Le gouvernement du Sénégal, dans le cadre du plan d’actions prioritaires ajusté et renforcé (PAP 2A) du Plan Sénégal émergent (PSE), a décidé d’inscrire la production de médicaments parmi ses six priorités.

L’avènement de la Covid-19 a permis de constater la nécessité d’améliorer ‘’l’accès équitable des populations sénégalaises aux vaccins, médicaments ou autres produits de santé dont les technologies sanitaires’’, a rappelé récemment le ministre de la Santé et de l’Action sociale, Dr Marie Khémesse Ngom Ndiaye. Elle s’exprimait au sortir d’une audience avec le directeur général de l’Organisation mondiale de la santé, Tedros Adhanom  Ghebreyesus, en marge de l’Assemblée mondiale de la santé, qui s’est tenue du 21 au 30 mai, à Genève.

Parmi les acquis du Sénégal dans ce domaine, elle a cité ‘’ la présence de l’Institut Pasteur à Dakar, qui fabrique depuis des décennies des vaccins, et récemment, de l’Institut de recherche en santé, de surveillance épidémiologique et de formation (IRESSEF) dirigé par le virologue Souleymane Mboup’’.

Il y a également, selon le ministre, ‘’le projet Madiba qui est pour nous une opportunité de concrétiser le rêve de voir le Sénégal produire des vaccins pour les populations africaines’’.

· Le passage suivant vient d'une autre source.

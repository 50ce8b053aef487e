use anyhow::{Context, Result};
use clap::Parser;
use tracing_subscriber::{layer::SubscriberExt, util::SubscriberInitExt};

use release_train::cli::{ActionRequest, ReleaseTrainController, TrainSettings};
use release_train::config::{self, Config};
use release_train::git::Git2Worktree;
use release_train::host::GitHubClient;
use release_train::release_log::{FileReleaseLog, MemoryReleaseLog, ReleaseLog};
use release_train::ui;

#[derive(clap::Parser)]
#[command(
    name = "release-train",
    version,
    about = "Cut, update and finalize release candidates of a named release train"
)]
struct Args {
    #[arg(
        short,
        long,
        env = "RELEASE_ACTION",
        help = "Release action: create, update, finalize or hotfix (\"Create release\" style labels also work)"
    )]
    action: String,

    #[arg(
        long,
        env = "RELEASE_VERSION",
        help = "Version component a new release bumps: Major or Minor"
    )]
    release_version: Option<String>,

    #[arg(
        long,
        env = "COMMIT_HASHES",
        help = "Comma separated commits to cherry-pick into the next release candidate"
    )]
    commits: Option<String>,

    #[arg(short, long, help = "Custom configuration file path")]
    config: Option<String>,

    #[arg(long, help = "Release name, overriding configuration and RELEASE_NAME")]
    release_name: Option<String>,

    #[arg(short, long, help = "Skip confirmation prompts")]
    force: bool,

    #[arg(long, help = "Preview what would happen without making changes")]
    dry_run: bool,
}

fn main() {
    init_tracing();
    let args = Args::parse();

    if let Err(e) = run(args) {
        ui::display_error(&format!("{:#}", e));
        std::process::exit(1);
    }
}

fn init_tracing() {
    tracing_subscriber::registry()
        .with(
            tracing_subscriber::EnvFilter::try_from_default_env()
                .unwrap_or_else(|_| "release_train=info".into()),
        )
        .with(tracing_subscriber::fmt::layer().with_writer(std::io::stderr))
        .init();
}

fn load(args: &Args) -> Result<Config> {
    let mut config = config::load_config(args.config.as_deref())?;
    config.apply_env();
    if let Some(name) = &args.release_name {
        config.release_name = name.clone();
    }
    config.validate()?;
    Ok(config)
}

fn run(args: Args) -> Result<()> {
    let config = load(&args)?;

    // Inputs are checked before anything touches the network.
    let request = ActionRequest::from_inputs(
        &args.action,
        args.release_version.as_deref(),
        args.commits.as_deref(),
    )?;

    let token = std::env::var("GITHUB_TOKEN").context("GITHUB_TOKEN is not set")?;
    let client = GitHubClient::new(&config.github.api_url, config.repository()?, &token)?;
    let worktree = Git2Worktree::new(&config.git.path, config.git.remote.clone()).with_token(token);
    let settings = TrainSettings::from(&config);

    if args.dry_run {
        let log = MemoryReleaseLog::new();
        let controller = ReleaseTrainController::new(&client, &worktree, &log, settings);
        let plan = controller.plan(&request)?;
        ui::display_plan(&plan);
        ui::display_status("Dry run, nothing was changed");
        return Ok(());
    }

    let log = FileReleaseLog::create(&config.log_file)
        .with_context(|| format!("Cannot create release log {}", config.log_file))?;
    let controller = ReleaseTrainController::new(&client, &worktree, &log, settings);
    controller.start(request.action())?;

    ui::display_status(&format!(
        "Planning '{}' for release train '{}'",
        request.action(),
        controller.settings().release_name
    ));
    let plan = controller.plan(&request)?;
    ui::display_plan(&plan);

    if !args.force && !ui::confirm_action("Proceed with these steps?")? {
        log.append_line("Release action cancelled by user.")?;
        println!("Operation cancelled by user.");
        return Ok(());
    }

    let outcome = controller.execute(plan)?;
    ui::display_outcome(&outcome);
    ui::display_success(&format!("Release log written to {}", log.path().display()));
    Ok(())
}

Insistant sur l’importance de la recherche scientifique, ‘’le socle qui sous-tend toute filière industrielle’’, le directeur général de Biopharm a également prôné la valorisation de projets et de thèses de doctorat qui restent dans les bibliothèques. En cela, il a donné l’exemple de l’Algérie qui pratique une exonération fiscale pour des investissements dans la recherche.

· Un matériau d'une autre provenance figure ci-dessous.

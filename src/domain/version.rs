use crate::error::{ReleaseError, Result};
use std::fmt;
use std::str::FromStr;

/// The major.minor.patch triple of a release
///
/// Ordering is numeric per component, so `100.0.0 > 99.9.9`.
#[derive(Debug, Clone, Copy, PartialEq, Eq, PartialOrd, Ord, Hash)]
pub struct Version {
    pub major: u64,
    pub minor: u64,
    pub patch: u64,
}

impl Version {
    /// Create a new version
    pub fn new(major: u64, minor: u64, patch: u64) -> Self {
        Version {
            major,
            minor,
            patch,
        }
    }

    /// Version of the very first release on a train
    pub fn initial() -> Self {
        Version::new(0, 1, 0)
    }

    /// Bump version according to bump kind
    ///
    /// Fails with `VersionOverflow` when the bumped component is already `u64::MAX`.
    pub fn bump(&self, kind: BumpKind) -> Result<Self> {
        let overflow = || ReleaseError::VersionOverflow(self.to_string());
        match kind {
            BumpKind::Major => Ok(Version {
                major: self.major.checked_add(1).ok_or_else(overflow)?,
                minor: 0,
                patch: 0,
            }),
            BumpKind::Minor => Ok(Version {
                major: self.major,
                minor: self.minor.checked_add(1).ok_or_else(overflow)?,
                patch: 0,
            }),
        }
    }
}

impl fmt::Display for Version {
    fn fmt(&self, f: &mut fmt::Formatter<'_>) -> fmt::Result {
        write!(f, "{}.{}.{}", self.major, self.minor, self.patch)
    }
}

/// Which component a new release train bumps
#[derive(Debug, Clone, Copy, PartialEq, Eq)]
pub enum BumpKind {
    Major,
    Minor,
}

impl FromStr for BumpKind {
    type Err = ReleaseError;

    fn from_str(s: &str) -> Result<Self> {
        match s.trim().to_lowercase().as_str() {
            "major" => Ok(BumpKind::Major),
            "minor" => Ok(BumpKind::Minor),
            _ => Err(ReleaseError::InvalidBumpKind(s.to_string())),
        }
    }
}

impl fmt::Display for BumpKind {
    fn fmt(&self, f: &mut fmt::Formatter<'_>) -> fmt::Result {
        match self {
            BumpKind::Major => write!(f, "Major"),
            BumpKind::Minor => write!(f, "Minor"),
        }
    }
}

Faire face à la résistance des sceptiques

Abdelouahed Kerrar a aussi rappelé la position géographique du Sénégal, ajoutant qu’une vingtaine d’entreprises algériennes sont intéressées par le marché sénégalais qui pourrait constituer un hub pour atteindre le marché africain. Il s’est réjoui de la présence d’Air Algérie qui dessert Dakar quatre fois par semaine. Un bateau assure également la liaison entre les deux pays.

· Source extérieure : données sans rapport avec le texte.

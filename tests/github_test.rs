// tests/github_test.rs
use release_train::host::{CommitRef, GitHubClient, RepositoryClient, RetryConfig};
use release_train::ReleaseError;
use serde_json::json;
use std::time::Duration;
use wiremock::matchers::{body_partial_json, method, path};
use wiremock::{Mock, MockServer, ResponseTemplate};

const RETRY_NOW: RetryConfig = RetryConfig {
    max_retries: 2,
    initial_delay: Duration::ZERO,
    max_delay: Duration::ZERO,
    backoff_multiplier: 1.0,
};

fn client(server: &MockServer) -> GitHubClient {
    // reqwest's blocking client must not be built on an async runtime thread.
    let uri = server.uri();
    std::thread::spawn(move || GitHubClient::new(&uri, "acme/portal", "token"))
        .join()
        .unwrap()
        .unwrap()
        .with_retry(RetryConfig::NONE)
}

/// The client is blocking, so it has to run off the async test runtime.
async fn blocking<T, F>(f: F) -> T
where
    F: FnOnce() -> T + Send + 'static,
    T: Send + 'static,
{
    tokio::task::spawn_blocking(f).await.unwrap()
}

#[tokio::test(flavor = "multi_thread")]
async fn test_tag_ref_points_at_tag_object() {
    let server = MockServer::start().await;
    Mock::given(method("POST"))
        .and(path("/repos/acme/portal/git/tags"))
        .and(body_partial_json(json!({ "tag": "portal/v1.0.0-rc2", "object": "c0ffee" })))
        .respond_with(ResponseTemplate::new(201).set_body_json(json!({ "sha": "7a90b1ec7" })))
        .expect(1)
        .mount(&server)
        .await;
    Mock::given(method("POST"))
        .and(path("/repos/acme/portal/git/refs"))
        .and(body_partial_json(json!({
            "ref": "refs/tags/portal/v1.0.0-rc2",
            "sha": "7a90b1ec7",
        })))
        .respond_with(ResponseTemplate::new(201).set_body_json(json!({})))
        .expect(1)
        .mount(&server)
        .await;

    let client = client(&server);
    let tag = blocking(move || {
        client.create_tag("portal/v1.0.0-rc2", "rc2", &CommitRef::new("c0ffee"))
    })
    .await
    .unwrap();

    assert_eq!(tag.name, "portal/v1.0.0-rc2");
    assert_eq!(tag.commit, CommitRef::new("c0ffee"));
}

#[tokio::test(flavor = "multi_thread")]
async fn test_existing_branch_is_ref_exists() {
    let server = MockServer::start().await;
    Mock::given(method("POST"))
        .and(path("/repos/acme/portal/git/refs"))
        .respond_with(
            ResponseTemplate::new(422).set_body_json(json!({ "message": "Reference already exists" })),
        )
        .mount(&server)
        .await;

    let client = client(&server);
    let result = blocking(move || {
        client.create_branch("release/portal/v2.0.0", &CommitRef::new("abc"))
    })
    .await;

    match result {
        Err(ReleaseError::RefExists(name)) => assert_eq!(name, "release/portal/v2.0.0"),
        other => panic!("expected RefExists, got {:?}", other),
    }
}

#[tokio::test(flavor = "multi_thread")]
async fn test_other_unprocessable_ref_is_api_error() {
    let server = MockServer::start().await;
    Mock::given(method("POST"))
        .and(path("/repos/acme/portal/git/refs"))
        .respond_with(
            ResponseTemplate::new(422).set_body_json(json!({ "message": "Object does not exist" })),
        )
        .mount(&server)
        .await;

    let client = client(&server);
    let result = blocking(move || client.create_branch("release/portal/v2.0.0", &CommitRef::new("abc")))
        .await;

    assert!(matches!(result, Err(ReleaseError::Api { status: 422, .. })));
}

#[tokio::test(flavor = "multi_thread")]
async fn test_merge_statuses() {
    let server = MockServer::start().await;
    Mock::given(method("POST"))
        .and(path("/repos/acme/portal/merges"))
        .and(body_partial_json(json!({ "head": "conflicting" })))
        .respond_with(ResponseTemplate::new(409).set_body_json(json!({ "message": "Merge conflict" })))
        .mount(&server)
        .await;
    Mock::given(method("POST"))
        .and(path("/repos/acme/portal/merges"))
        .and(body_partial_json(json!({ "head": "merged" })))
        .respond_with(ResponseTemplate::new(204))
        .mount(&server)
        .await;
    Mock::given(method("POST"))
        .and(path("/repos/acme/portal/merges"))
        .and(body_partial_json(json!({ "head": "fresh" })))
        .respond_with(ResponseTemplate::new(201).set_body_json(json!({ "sha": "m3rg3" })))
        .mount(&server)
        .await;

    let client = client(&server);
    let (conflict, noop, created) = blocking(move || {
        (
            client.merge("main", &CommitRef::new("conflicting"), "merge"),
            client.merge("main", &CommitRef::new("merged"), "merge"),
            client.merge("main", &CommitRef::new("fresh"), "merge"),
        )
    })
    .await;

    match conflict {
        Err(ReleaseError::MergeConflict { into, from }) => {
            assert_eq!(into, "main");
            assert_eq!(from, "conflicting");
        }
        other => panic!("expected MergeConflict, got {:?}", other),
    }
    assert_eq!(noop.unwrap(), None);
    assert_eq!(created.unwrap(), Some(CommitRef::new("m3rg3")));
}

#[tokio::test(flavor = "multi_thread")]
async fn test_unknown_commit_is_commit_not_found() {
    let server = MockServer::start().await;
    Mock::given(method("GET"))
        .and(path("/repos/acme/portal/commits/missing"))
        .respond_with(ResponseTemplate::new(404).set_body_json(json!({ "message": "Not Found" })))
        .mount(&server)
        .await;
    Mock::given(method("GET"))
        .and(path("/repos/acme/portal/commits/zzz"))
        .respond_with(
            ResponseTemplate::new(422).set_body_json(json!({ "message": "No commit found for SHA: zzz" })),
        )
        .mount(&server)
        .await;

    let client = client(&server);
    let (missing, malformed) = blocking(move || {
        (client.resolve_commit("missing"), client.resolve_commit("zzz"))
    })
    .await;

    assert!(matches!(missing, Err(ReleaseError::CommitNotFound(h)) if h == "missing"));
    assert!(matches!(malformed, Err(ReleaseError::CommitNotFound(h)) if h == "zzz"));
}

#[tokio::test(flavor = "multi_thread")]
async fn test_transient_failure_is_retried() {
    let server = MockServer::start().await;
    Mock::given(method("GET"))
        .and(path("/repos/acme/portal/commits/abc"))
        .respond_with(ResponseTemplate::new(502))
        .up_to_n_times(1)
        .expect(1)
        .mount(&server)
        .await;
    Mock::given(method("GET"))
        .and(path("/repos/acme/portal/commits/abc"))
        .respond_with(ResponseTemplate::new(200).set_body_json(json!({ "sha": "abc123" })))
        .expect(1)
        .mount(&server)
        .await;

    let client = client(&server).with_retry(RETRY_NOW);
    let commit = blocking(move || client.resolve_commit("abc")).await.unwrap();

    assert_eq!(commit, CommitRef::new("abc123"));
}

#[tokio::test(flavor = "multi_thread")]
async fn test_transient_failure_without_retries_surfaces() {
    let server = MockServer::start().await;
    Mock::given(method("GET"))
        .and(path("/repos/acme/portal/branches/main"))
        .respond_with(ResponseTemplate::new(503).set_body_json(json!({ "message": "Unavailable" })))
        .expect(1)
        .mount(&server)
        .await;

    let client = client(&server);
    let result = blocking(move || client.get_branch_tip("main")).await;

    assert!(matches!(result, Err(ReleaseError::Api { status: 503, .. })));
}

Abdelouahed Kerrar a toutefois précisé qu’il n’existe pas de modèle unique propre à tout le monde. Chaque pays, selon lui, ‘’doit tracer sa propre ligne de conduite, en fonction de son profil démographique et épidémiologique ainsi que de ses contraintes budgétaires’’.

S’il y a un constant, ‘’ce sera le respect des normes de qualité alignées sur les standards mondiaux à travers une formation des compétences locales et une politique des prix rémunératrice pour les fabricants, mais encadrée par les autorités publiques’’.

Le spécialiste invite également les pays africains produisant localement des médicaments à ‘’se préparer à la résistance contre les sceptiques qui douteront toujours de la qualité pour des logiques politiques et commerciales’’.